[Exercise objective]: In the material below, identify each line bearing the word "repository". Reproduce those lines.

[Information given]:

::::

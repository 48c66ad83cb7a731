use crate::{Error, Result, Value};

/// Policy options, validated against a fixed set of recognized keys.
///
/// - `repo`: name of the repository collaborator used by query compilers.
///   The rule engine stores it and never dereferences it.
/// - `load_associations`: whether collaborators should load relations before
///   handing resources over for evaluation. Defaults to `false`.
#[derive(Debug, Clone, Default, PartialEq)]
pub struct Config {
    repo: Option<String>,
    load_associations: bool,
}

impl Config {
    pub const OPTIONS: [&'static str; 2] = ["repo", "load_associations"];

    /// Builds a configuration from `(key, value)` options.
    ///
    /// Fails on the first unrecognized key or mistyped value.
    pub fn from_options<I, K, V>(options: I) -> Result<Self>
    where
        I: IntoIterator<Item = (K, V)>,
        K: AsRef<str>,
        V: Into<Value>,
    {
        let mut config = Self::default();
        for (key, value) in options {
            config.set(key.as_ref(), value.into())?;
        }
        Ok(config)
    }

    pub fn set(&mut self, key: &str, value: Value) -> Result<()> {
        match key {
            "repo" => {
                self.repo = match value {
                    Value::Null => None,
                    Value::Str(repo) => Some(repo),
                    other => return Err(invalid(key, "expected a name or nil", &other)),
                }
            }
            "load_associations" => {
                self.load_associations = value
                    .as_bool()
                    .ok_or_else(|| invalid(key, "expected a boolean", &value))?;
            }
            _ => return Err(Error::UnknownOption { key: key.into() }),
        }
        Ok(())
    }

    pub fn repo(&self) -> Option<&str> {
        self.repo.as_deref()
    }

    pub fn load_associations(&self) -> bool {
        self.load_associations
    }
}

fn invalid(key: &str, expected: &str, actual: &Value) -> Error {
    Error::InvalidOption {
        key: key.into(),
        reason: format!("{}, got {}", expected, actual),
    }
}

#[cfg(test)]
mod tests {
    use super::*;
    use assert_matches::assert_matches;

    #[test]
    fn defaults() {
        let config = Config::from_options(Vec::<(&str, Value)>::new()).unwrap();

        assert_eq!(None, config.repo());
        assert!(!config.load_associations());
    }

    #[test]
    fn recognized_options() {
        let config = Config::from_options(vec![
            ("repo", Value::from("Blog.Repo")),
            ("load_associations", Value::from(true)),
        ])
        .unwrap();

        assert_eq!(Some("Blog.Repo"), config.repo());
        assert!(config.load_associations());
    }

    #[test]
    fn unrecognized_option_is_an_error() {
        assert_matches!(
            Config::from_options(vec![("preload", true)]),
            Err(Error::UnknownOption { key }) if key == "preload"
        );
    }

    #[test]
    fn mistyped_option_is_an_error() {
        assert_matches!(
            Config::from_options(vec![("load_associations", "yes")]),
            Err(Error::InvalidOption { key, .. }) if key == "load_associations"
        );
        assert_matches!(
            Config::from_options(vec![("repo", 1)]),
            Err(Error::InvalidOption { key, .. }) if key == "repo"
        );
    }
}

::::

[Solution below]:
repository 48c66ad83cb7a731
/// - `repo`: name of the repository collaborator used by query compilers.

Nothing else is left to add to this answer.